—¡No sean insolentes! ¡La señorita Almendra es la prometida del jefe, ella tiene todo el derecho de decidir si se quedan o se van! —gritó Martín con severidad.
Gregorio sabía perfectamente que había subestimado a la persona equivocada y que había perdido la apuesta; se sentía tan avergonzado que quería que la tierra se lo tragara.
Pero ahora solo quería saber quién diablos era esa muchacha.
—Puedo irme, pero ¿podrías decirme en qué puesto estás en el ranking de la Asociación Médica?
Al escuchar esto, Almendra soltó una risa burlona.
—Aunque no le presto atención a eso de la Asociación Médica, creo que mi nombre debería estar en el primer lugar.
En cuanto terminó de hablar, todo el quirófano se quedó en silencio por dos minutos completos.
Cuando Almendra conectó personalmente el suero a Fabián y revisó los monitores, fue cuando ellos reaccionaron.
¡Primer lugar!
¿Acaso no era... el legendario «El Santo»?
¡Dios mío!
¡El Santo!
¿No habían escuchado mal?
¡Qué honor! ¡Habían visto con sus propios ojos a El Santo operar en persona!

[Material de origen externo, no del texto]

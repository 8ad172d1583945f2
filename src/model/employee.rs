use rust_decimal::Decimal;
use serde::{Deserialize, Serialize};

/// What payroll needs to know about an employee.
#[derive(Debug, Clone, PartialEq, Serialize, Deserialize)]
pub struct Employee {
    pub id: u64,
    pub salary: Decimal,
    /// Display name from the linked user profile, if there is one.
    pub name: Option<String>,
}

Pero... pero parecía que hace un momento... no habían logrado captar mucho, solo recordaban que su velocidad era altísima, como si el video estuviera a 3x.
¡Arrepentimiento!
¡Se morían de arrepentimiento!
Con razón el asistente personal del Señor Ortega les había advertido antes de la cirugía que miraran bien.
¡Qué estúpidos fueron!
Almendra ya no tenía ganas de hacerles caso y le pidió a Martín que la ayudara a llevar a Fabián a la unidad de cuidados intensivos.
—¡Maestra!
Gregorio finalmente reaccionó, corrió tras Almendra con la cara llena de arrepentimiento.
—¡Maestra, discúlpenos! Tuvimos al genio enfrente y no supimos reconocerlo.